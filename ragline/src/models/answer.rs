use serde::{Deserialize, Serialize};

use super::RetrievedChunk;

/// Reply returned when retrieval finds nothing for a question.
pub const NO_RESULTS_ANSWER: &str = "I don't have any relevant information in my knowledge base to answer this question. Please ingest some documents first.";

/// An answer together with the chunks it was generated from.
#[derive(Debug, Clone, PartialEq, Serialize, Deserialize)]
pub struct Answer {
    pub answer: String,
    pub sources: Vec<RetrievedChunk>,
}

impl Answer {
    pub fn no_results() -> Self {
        Self {
            answer: NO_RESULTS_ANSWER.to_string(),
            sources: Vec::new(),
        }
    }
}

◆ **PROBLEM STATEMENT**
Starting at the line that contains "was generated from.", output every remaining line of the data exactly, and stop after the last one.

◆ **FINISHED EXERCISE**
/// An answer together with the chunks it was generated from.
#[derive(Debug, Clone, PartialEq, Serialize, Deserialize)]
pub struct Answer {
    pub answer: String,
    pub sources: Vec<RetrievedChunk>,
}

impl Answer {
    pub fn no_results() -> Self {
        Self {
            answer: NO_RESULTS_ANSWER.to_string(),
            sources: Vec::new(),
        }
    }
}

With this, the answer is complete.